Live exports resumed earlier this month after a temporary ban following a public outcry
sparked by footage of abuse at an Indonesian abattoir aired by the ABC Television's Four
Corners.
There are two bills opposing live animal exports expected to be voted on in the lower
house of federal parliament on Thursday.
There were rallies across Australia on Sunday calling for a permanent ban on live exports.
Some people at the event on the steps of the Victorian parliament wept as Animals Australia
investigator Lyn White recalled some of the cruelty she had witnessed at slaughterhouses
in Indonesia and the Middle East.
"I have stood in front of workers in a Dubai marketplace to stop them from throwing
Australian sheep three metres through the air like bags of wheat," she told the crowd.
"I have stood in Indonesian slaughterhouses for six consecutive nights witnessing a
level of brutality to animals that I hoped I would never see from our fellow human beings.
"This is not about animal rights, this is about ending human wrongs."
Ms White said the Gillard government could be celebrated as the one that ended the
live animal export trade.
Quoting former British politician William Wilberforce, who was a leader of the movement
to abolish the slave trade, she said: "You may choose to look away, but you can never
again say that you did not know."
Mr Bandt, who introduced one of the bills, said meat processed in Australia delivers
a 20 per cent better return to the economy than animals slaughtered offshore.
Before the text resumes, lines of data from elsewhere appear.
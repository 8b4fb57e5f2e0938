//! Integration tests for persistence: file-backed stores, atomicity,
//! concurrent readers and configuration overrides.

use std::sync::atomic::{AtomicBool, Ordering};
use std::sync::Arc;
use std::thread;

use chrono::{Duration, NaiveDate, NaiveDateTime};
use timescore_core::{
    BehaviorRecord, Config, CoreError, FixedClock, Level, ScriptedLuck, Store, TimeScore,
};

fn at(h: u32, m: u32) -> NaiveDateTime {
    NaiveDate::from_ymd_opt(2024, 3, 1)
        .unwrap()
        .and_hms_opt(h, m, 0)
        .unwrap()
}

fn build(store: Arc<Store>, clock: &FixedClock) -> TimeScore {
    TimeScore::with_parts(
        Config::default(),
        store,
        Box::new(clock.clone()),
        Box::new(ScriptedLuck::default()),
    )
    .unwrap()
}

#[test]
fn test_file_store_survives_reopen() {
    let dir = tempfile::tempdir().unwrap();
    let path = dir.path().join("timescore.db");
    let clock = FixedClock::new(at(10, 0));

    let recorded = {
        let mut ts = build(Arc::new(Store::open_at(&path, 100.0).unwrap()), &clock);
        ts.record_behavior("A", 25, 3, Some("report")).unwrap()
    };

    let ts = build(Arc::new(Store::open_at(&path, 100.0).unwrap()), &clock);
    let snapshot = ts.today_snapshot().unwrap();
    assert_eq!(snapshot.records.len(), 1);
    assert_eq!(snapshot.records[0].id, recorded.record_id);
    assert!((snapshot.state.current_energy - recorded.energy_after).abs() < 1e-9);
}

#[test]
fn test_failed_record_insert_rolls_back_state() {
    let store = Store::open_memory(100.0).unwrap();
    let now = at(10, 0);
    let result = store.write(|s| {
        let mut state = s.user_state()?;
        state.current_energy = 12.0;
        state.today_behavior_count += 1;
        s.save_user_state(&state)?;
        s.append_record(BehaviorRecord {
            id: 0,
            name: "broken".into(),
            level: Level::A,
            duration_minutes: -5,
            mood: 3,
            context: None,
            started_at: now,
            ended_at: now,
            day: now.date(),
            base_score: 0.0,
            dynamic_coefficient: 1.0,
            final_score: 0.0,
            energy_delta: 0.0,
            inferred_sublevel: None,
            fingerprint: None,
        })?;
        Ok(())
    });
    assert!(matches!(result, Err(CoreError::Database(_))));

    let state = store.read(|s| s.user_state()).unwrap();
    assert_eq!(state.current_energy, 100.0);
    assert_eq!(state.today_behavior_count, 0);
    assert!(store.read(|s| s.records_on(now.date())).unwrap().is_empty());
}

#[test]
fn test_concurrent_reader_sees_consistent_snapshots() {
    let dir = tempfile::tempdir().unwrap();
    let store = Arc::new(Store::open_at(&dir.path().join("t.db"), 100.0).unwrap());
    let clock = FixedClock::new(at(8, 0));
    let mut ts = build(Arc::clone(&store), &clock);
    ts.roll_over().unwrap();

    let done = Arc::new(AtomicBool::new(false));
    let reader = {
        let store = Arc::clone(&store);
        let done = Arc::clone(&done);
        let day = at(0, 0).date();
        thread::spawn(move || {
            let mut checks = 0;
            while !done.load(Ordering::Acquire) || checks == 0 {
                let (state, records) = store
                    .read(|s| Ok((s.user_state()?, s.records_on(day)?)))
                    .unwrap();
                assert_eq!(state.today_behavior_count as usize, records.len());
                let sum: f64 = records.iter().map(|r| r.final_score).sum();
                assert!((state.today_total_score - sum).abs() < 1e-6);
                assert!((0.0..=100.0).contains(&state.current_energy));
                checks += 1;
            }
            checks
        })
    };

    for _ in 0..40 {
        ts.record_behavior("B", 15, 3, None).unwrap();
        clock.advance(Duration::minutes(15));
    }
    done.store(true, Ordering::Release);
    let checks = reader.join().unwrap();
    assert!(checks > 0);

    let snapshot = ts.today_snapshot().unwrap();
    assert_eq!(snapshot.records.len(), 40);
}

#[test]
fn test_config_override_persists_across_construction() {
    let store = Arc::new(Store::open_memory(100.0).unwrap());
    let clock = FixedClock::new(at(10, 0));

    let mut ts = build(Arc::clone(&store), &clock);
    ts.set_config_override("features.mood", "true").unwrap();
    ts.set_config_override("tunables.novice_bonus", "1.5").unwrap();
    assert!(ts.config().features.mood);

    let err = ts.set_config_override("tunables.energy_max", "-1").unwrap_err();
    assert!(matches!(err, CoreError::Config(_)));
    assert!(ts.set_config_override("tunables.nope", "1").is_err());

    let rebuilt = build(Arc::clone(&store), &clock);
    assert!(rebuilt.config().features.mood);
    assert_eq!(rebuilt.config().tunables.novice_bonus, 1.5);
    assert_eq!(rebuilt.config().tunables.energy_max, 100.0);
    assert_eq!(rebuilt.config_overrides().unwrap().len(), 2);
}

#[test]
fn test_invalid_stored_override_is_skipped() {
    let store = Arc::new(Store::open_memory(100.0).unwrap());
    store
        .write(|s| {
            s.set_override("tunables.energy_max", "not a number")?;
            s.set_override("features.time_of_day", "true")
        })
        .unwrap();
    let ts = build(store, &FixedClock::new(at(10, 0)));
    assert_eq!(ts.config().tunables.energy_max, 100.0);
    assert!(ts.config().features.time_of_day);
}

#[test]
fn test_malformed_config_document_falls_back() {
    let dir = tempfile::tempdir().unwrap();
    let path = dir.path().join("config.toml");
    std::fs::write(&path, "[tunables\nenergy_max = ").unwrap();
    assert_eq!(Config::load_or_default(&path), Config::default());

    std::fs::write(&path, "[tunables]\nenergy_max = -3.0\n").unwrap();
    assert_eq!(Config::load_or_default(&path), Config::default());
}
He urged Prime Minister Julia Gillard and Opposition Leader Tony Abbott to allow their
MPs a conscience vote on the issue.
"Members ... from all sides of parliament should vote with their heart and with their
head," Mr Bandt said.
"It's what the Australian people want.
"They should be standing up for jobs in Australia and they should be standing up for
what morally what is the right thing to do and that is to kill animals in a humane way."
Kaye Baillie, 48, travelled from Echuca on the banks of the Murray River to attend
the Melbourne protest.
"How could I not support banning the live export trade? It is just too terrible," she told AAP.
"If you are going to eat them (animals), couldn't you at least give them a decent life
and a painless death.
"It's really such a simple equation."
Mr Bandt's bill includes an immediate ban, while a separate bill introduced by independent
Andrew Wilkie allows for a three-year phase out.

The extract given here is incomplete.